— Объявите, Отто Юльевич, что последние 50 челюскинцев все вместе будут считаться последним десятком, тогда не будет споров.
Отто Юльевич улыбнулся:
— Пожалуй, придётся пойти на такое мероприятие» (т. 2, 1934, с. 348–349). Повторялась та же ситуация, отмеченная выше, которая возникла при эвакуации женщин…
Острота впечатлений, связанная с прилётом первых самолётов после Ляпидевского, несомненно, была усилена долгим месячным ожиданием. «Так мы дожили до 7 апреля, — отметил в своих воспоминаниях радист Кренкель, — когда Ванкарем сообщил, что в лагерь вылетают сразу три самолёта: Слепнёва, Молокова и Каманина. Слепнёв указал: “Буду в лагере через 36 минут”. Я удивился такой точности и посмотрел на часы. Через 37 минут на горизонте показался самолёт Слепнёва. С большой скоростью он приближался к лагерю, сделал крутой вираж и потом почему-то долго кружился над аэродромом. В лагере недоумевали.
При посадке самолётов на сигнальной вышке обыкновенно находился штурман Марков. Так как мне нужно было знать о посадке, чтобы сообщить на берег, мы условились: троекратный взмах шапкой над головой означает благополучную посадку. Но сколько я ни глядел, Марков неподвижно стоял на вышке… Вскоре пришли с аэродрома: самолёт Слепнёва, имевший чересчур большую посадочную скорость, проскочил весь аэродром и повредился в торосах.
Минут через двадцать после прибытия Слепнёва на горизонте показались ещё два самолёта: Молокова и Каманина. В обоих случаях Марков три раза радостно махнул шапкой. Я немедленно передал в Ванкарем сообщение об успешных посадках» (т. 2, 1934, с. 376).

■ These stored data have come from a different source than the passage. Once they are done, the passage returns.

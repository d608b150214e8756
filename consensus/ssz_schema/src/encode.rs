use super::*;
use crate::descriptor::{ListDescriptor, RecordDescriptor};
use crate::path::{self, Segment};
use std::collections::BTreeMap;
use std::fmt;
use std::sync::Arc;

/// Returned when SSZ encoding fails.
#[derive(Debug, PartialEq, Clone)]
pub enum EncodeError {
    /// An integer is negative or too large for the declared width.
    Range { kind: PrimitiveKind, value: i128 },
    /// A fixed-size byte string has the wrong number of bytes.
    Length { expected: usize, len: usize },
    /// A record value lacks one of the fields declared by its descriptor.
    MissingField { record: String, field: String },
    /// A record value holds a field that its descriptor does not declare.
    UnknownField { record: String, field: String },
    /// The value variant does not match the descriptor, e.g. a list given for a `uint64`.
    UnexpectedValue {
        expected: String,
        found: &'static str,
    },
    /// A bounded list holds more elements than permitted.
    ListTooLong { len: usize, max_len: usize },
    /// An offset would not fit into `BYTES_PER_LENGTH_OFFSET` bytes.
    OffsetOverflow(usize),
    /// The wrapped error occurred while encoding the named record field.
    InField {
        field: String,
        error: Box<EncodeError>,
    },
    /// The wrapped error occurred while encoding the list element at `index`.
    InElement {
        index: usize,
        error: Box<EncodeError>,
    },
}

impl EncodeError {
    pub fn in_field(self, field: &str) -> Self {
        EncodeError::InField {
            field: field.to_string(),
            error: Box::new(self),
        }
    }

    pub fn in_element(self, index: usize) -> Self {
        EncodeError::InElement {
            index,
            error: Box::new(self),
        }
    }

    /// The innermost error, with all field/element annotations stripped.
    pub fn root_cause(&self) -> &EncodeError {
        match self {
            EncodeError::InField { error, .. } | EncodeError::InElement { error, .. } => {
                error.root_cause()
            }
            other => other,
        }
    }

    /// The location of the failure, e.g. `proposalData1.slot`. Empty for top-level errors.
    pub fn path(&self) -> String {
        path::render(self.segments())
    }

    fn segments(&self) -> impl Iterator<Item = Segment<'_>> {
        let mut current = self;
        std::iter::from_fn(move || match current {
            EncodeError::InField { field, error } => {
                current = error.as_ref();
                Some(Segment::Field(field.as_str()))
            }
            EncodeError::InElement { index, error } => {
                current = error.as_ref();
                Some(Segment::Element(*index))
            }
            _ => None,
        })
    }
}

impl fmt::Display for EncodeError {
    fn fmt(&self, f: &mut fmt::Formatter) -> fmt::Result {
        let path = self.path();

        if path.is_empty() {
            write!(f, "{:?}", self.root_cause())
        } else {
            write!(f, "field `{}`: {:?}", path, self.root_cause())
        }
    }
}

impl std::error::Error for EncodeError {}

/// Encode `offset` as a little-endian `BYTES_PER_LENGTH_OFFSET`-byte array.
pub fn encode_length(offset: usize) -> Result<[u8; BYTES_PER_LENGTH_OFFSET], EncodeError> {
    if offset > MAX_LENGTH_VALUE {
        return Err(EncodeError::OffsetOverflow(offset));
    }

    let mut bytes = [0; BYTES_PER_LENGTH_OFFSET];
    bytes.copy_from_slice(&offset.to_le_bytes()[0..BYTES_PER_LENGTH_OFFSET]);
    Ok(bytes)
}

/// Provides the one-pass encoding of records and lists of variable-size items.
///
/// Fixed-size items are written directly into the fixed portion; each variable-size item is
/// replaced there by an offset and its bytes are buffered until `finalize` appends them after
/// the fixed portion.
///
/// ## Example
///
/// ```rust
/// use ssz_schema::{SszEncoder, TypeDescriptor, Value};
///
/// let a = TypeDescriptor::uint16();
/// let b = TypeDescriptor::byte_list();
/// let c = TypeDescriptor::uint16();
///
/// let mut buf = vec![];
/// let offset = a.fixed_len() + b.fixed_len() + c.fixed_len();
///
/// let mut encoder = SszEncoder::container(&mut buf, offset);
/// encoder.append(&a, &Value::uint(42)).unwrap();
/// encoder.append(&b, &Value::bytes(vec![0, 1, 2, 3])).unwrap();
/// encoder.append(&c, &Value::uint(11)).unwrap();
/// encoder.finalize();
///
/// assert_eq!(buf, vec![42, 0, 8, 0, 0, 0, 11, 0, 0, 1, 2, 3]);
/// ```
pub struct SszEncoder<'a> {
    offset: usize,
    buf: &'a mut Vec<u8>,
    variable_bytes: Vec<u8>,
}

impl<'a> SszEncoder<'a> {
    /// Instantiate a new encoder for a container whose fixed portion is `num_fixed_bytes` long.
    pub fn container(buf: &'a mut Vec<u8>, num_fixed_bytes: usize) -> Self {
        buf.reserve(num_fixed_bytes);

        Self {
            offset: num_fixed_bytes,
            buf,
            variable_bytes: vec![],
        }
    }

    /// Append `value`, described by `descriptor`, to the container.
    ///
    /// On error neither the fixed portion nor the buffered variable bytes are changed.
    pub fn append(&mut self, descriptor: &TypeDescriptor, value: &Value) -> Result<(), EncodeError> {
        if descriptor.is_fixed_len() {
            ssz_append(descriptor, value, self.buf)
        } else {
            let offset = encode_length(self.offset)?;

            let start = self.variable_bytes.len();
            ssz_append(descriptor, value, &mut self.variable_bytes)?;
            self.offset += self.variable_bytes.len() - start;

            self.buf.extend_from_slice(&offset);
            Ok(())
        }
    }

    /// Write the variable bytes to `self.buf`.
    ///
    /// This method must be called after the final `append(..)` call.
    pub fn finalize(&mut self) -> &mut Vec<u8> {
        self.buf.append(&mut self.variable_bytes);

        &mut *self.buf
    }
}

/// Runs `f` against `buf`, truncating `buf` back to its starting length if `f` fails.
fn append_or_rollback<F>(buf: &mut Vec<u8>, f: F) -> Result<(), EncodeError>
where
    F: FnOnce(&mut Vec<u8>) -> Result<(), EncodeError>,
{
    let start = buf.len();
    let result = f(buf);

    if result.is_err() {
        buf.truncate(start);
    }

    result
}

/// Appends the SSZ encoding of `value` to `buf`, dispatching on the descriptor variant.
///
/// On error `buf` is left as it was.
pub fn ssz_append(
    descriptor: &TypeDescriptor,
    value: &Value,
    buf: &mut Vec<u8>,
) -> Result<(), EncodeError> {
    match descriptor {
        TypeDescriptor::Primitive(kind) => encode_primitive(*kind, value, buf),
        TypeDescriptor::Record(record) => encode_record(record, value, buf),
        TypeDescriptor::List(list) => encode_list(list, value, buf),
    }
}

fn record_fields<'v>(
    record: &RecordDescriptor,
    value: &'v Value,
) -> Result<&'v BTreeMap<String, Value>, EncodeError> {
    let fields = value
        .as_record()
        .ok_or_else(|| EncodeError::UnexpectedValue {
            expected: record.name().to_string(),
            found: value.variant_name(),
        })?;

    if let Some(unknown) = fields.keys().find(|name| record.field(name).is_none()) {
        return Err(EncodeError::UnknownField {
            record: record.name().to_string(),
            field: unknown.clone(),
        });
    }

    Ok(fields)
}

fn field_value<'v>(
    record: &RecordDescriptor,
    fields: &'v BTreeMap<String, Value>,
    name: &str,
) -> Result<&'v Value, EncodeError> {
    fields.get(name).ok_or_else(|| EncodeError::MissingField {
        record: record.name().to_string(),
        field: name.to_string(),
    })
}

/// Encodes the fields of `value` in the order declared by `record`.
///
/// Records without variable-size fields are a plain concatenation of their fields; otherwise
/// each variable-size field is represented in the fixed portion by an offset.
pub fn encode_record(
    record: &RecordDescriptor,
    value: &Value,
    buf: &mut Vec<u8>,
) -> Result<(), EncodeError> {
    append_or_rollback(buf, |buf| encode_record_fields(record, value, buf))
}

fn encode_record_fields(
    record: &RecordDescriptor,
    value: &Value,
    buf: &mut Vec<u8>,
) -> Result<(), EncodeError> {
    let fields = record_fields(record, value)?;

    let mut encoder = SszEncoder::container(buf, record.fixed_part_len());

    for field in record.fields() {
        let field_value = field_value(record, fields, &field.name)?;

        encoder
            .append(&field.descriptor, field_value)
            .map_err(|e| e.in_field(&field.name))?;
    }

    encoder.finalize();

    Ok(())
}

/// Encodes every element of the list `value`, in order.
///
/// Fixed-size elements are concatenated with no separators; variable-size elements are
/// preceded by a table of offsets. An empty list encodes to no bytes at all.
pub fn encode_list(
    list: &ListDescriptor,
    value: &Value,
    buf: &mut Vec<u8>,
) -> Result<(), EncodeError> {
    append_or_rollback(buf, |buf| encode_list_items(list, value, buf))
}

fn encode_list_items(
    list: &ListDescriptor,
    value: &Value,
    buf: &mut Vec<u8>,
) -> Result<(), EncodeError> {
    let unexpected = || EncodeError::UnexpectedValue {
        expected: TypeDescriptor::List(Arc::new(list.clone())).to_string(),
        found: value.variant_name(),
    };

    if list.is_byte_list() {
        let bytes = value.as_bytes().ok_or_else(unexpected)?;
        check_list_len(list, bytes.len())?;

        buf.extend_from_slice(bytes);
        return Ok(());
    }

    let items = value.as_list().ok_or_else(unexpected)?;
    check_list_len(list, items.len())?;

    let element = list.element();

    if element.is_fixed_len() {
        buf.reserve(element.fixed_len() * items.len());

        for (i, item) in items.iter().enumerate() {
            ssz_append(element, item, buf).map_err(|e| e.in_element(i))?;
        }
    } else {
        let mut encoder = SszEncoder::container(buf, items.len() * BYTES_PER_LENGTH_OFFSET);

        for (i, item) in items.iter().enumerate() {
            encoder.append(element, item).map_err(|e| e.in_element(i))?;
        }

        encoder.finalize();
    }

    Ok(())
}

fn check_list_len(list: &ListDescriptor, len: usize) -> Result<(), EncodeError> {
    match list.max_len() {
        Some(max_len) if len > max_len => Err(EncodeError::ListTooLong { len, max_len }),
        _ => Ok(()),
    }
}

/// Returns the number of bytes `value` encodes to, without encoding it.
///
/// The shape of `value` (record fields, list lengths, value variants) is checked, but the
/// contents of primitives are not; `encode` remains the authority on whether `value` is valid.
pub fn encoded_len(descriptor: &TypeDescriptor, value: &Value) -> Result<usize, EncodeError> {
    match descriptor {
        TypeDescriptor::Primitive(kind) => Ok(kind.fixed_len()),
        TypeDescriptor::Record(record) if record.is_fixed_len() => Ok(record.fixed_part_len()),
        TypeDescriptor::Record(record) => {
            let fields = record_fields(record, value)?;

            record.fields().iter().try_fold(0, |len, field| {
                let field_len = if field.descriptor.is_fixed_len() {
                    field.descriptor.fixed_len()
                } else {
                    let field_value = field_value(record, fields, &field.name)?;
                    BYTES_PER_LENGTH_OFFSET
                        + encoded_len(&field.descriptor, field_value)
                            .map_err(|e| e.in_field(&field.name))?
                };
                Ok::<_, EncodeError>(len + field_len)
            })
        }
        TypeDescriptor::List(list) => {
            let unexpected = || EncodeError::UnexpectedValue {
                expected: descriptor.to_string(),
                found: value.variant_name(),
            };

            if list.is_byte_list() {
                let bytes = value.as_bytes().ok_or_else(unexpected)?;
                check_list_len(list, bytes.len())?;
                return Ok(bytes.len());
            }

            let items = value.as_list().ok_or_else(unexpected)?;
            check_list_len(list, items.len())?;

            let element = list.element();
            if element.is_fixed_len() {
                Ok(element.fixed_len() * items.len())
            } else {
                items.iter().enumerate().try_fold(0, |len, (i, item)| {
                    let item_len = encoded_len(element, item).map_err(|e| e.in_element(i))?;
                    Ok::<_, EncodeError>(len + BYTES_PER_LENGTH_OFFSET + item_len)
                })
            }
        }
    }
}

Воспоминания Ушакова интересны тем, что он мог сравнить посадку самолёта Слепнева и Р-5 из отряда Каманина: «В тот момент, когда я ожидал первого толчка, обычного при прикосновении самолёта к аэродрому, машина взмыла вверх. То же самое повторилось при второй и третьей попытках идти на посадку… Опасаясь, что ветер выбросит машину с аэродрома, Слепнёв повёл самолёт, срезая линию направления ветра. Машина быстро проскочила расчищенный участок, вылетела в ропаки и, уже теряя скорость, начала совершать прыжки… Наконец, машина сделала большой прыжок вверх и неподвижно замерла вблизи большого ропака, словно раненая птица, высоко подняв правое крыло, а левое положив на лёд…
Первой нашей мыслью был осмотр повреждённой машины. Несколько мешали в этом наши пассажиры — собаки. Поэтому мы немедленно выбросили их из самолёта. Это… ввело в заблуждение группу челюскинцев, которая наблюдала с сигнальной вышки лагеря за нашей посадкой… Не зная о нашей судьбе, они старались рассмотреть в бинокль появление живых существ из самолёта, но когда эти живые существа появились, челюскинцы невольно стали протирать стекла бинокля: живые существа, вылезшие из самолёта, убегали от него на четвереньках. Только потом, когда мы появились в лагере, недоразумение разъяснилось…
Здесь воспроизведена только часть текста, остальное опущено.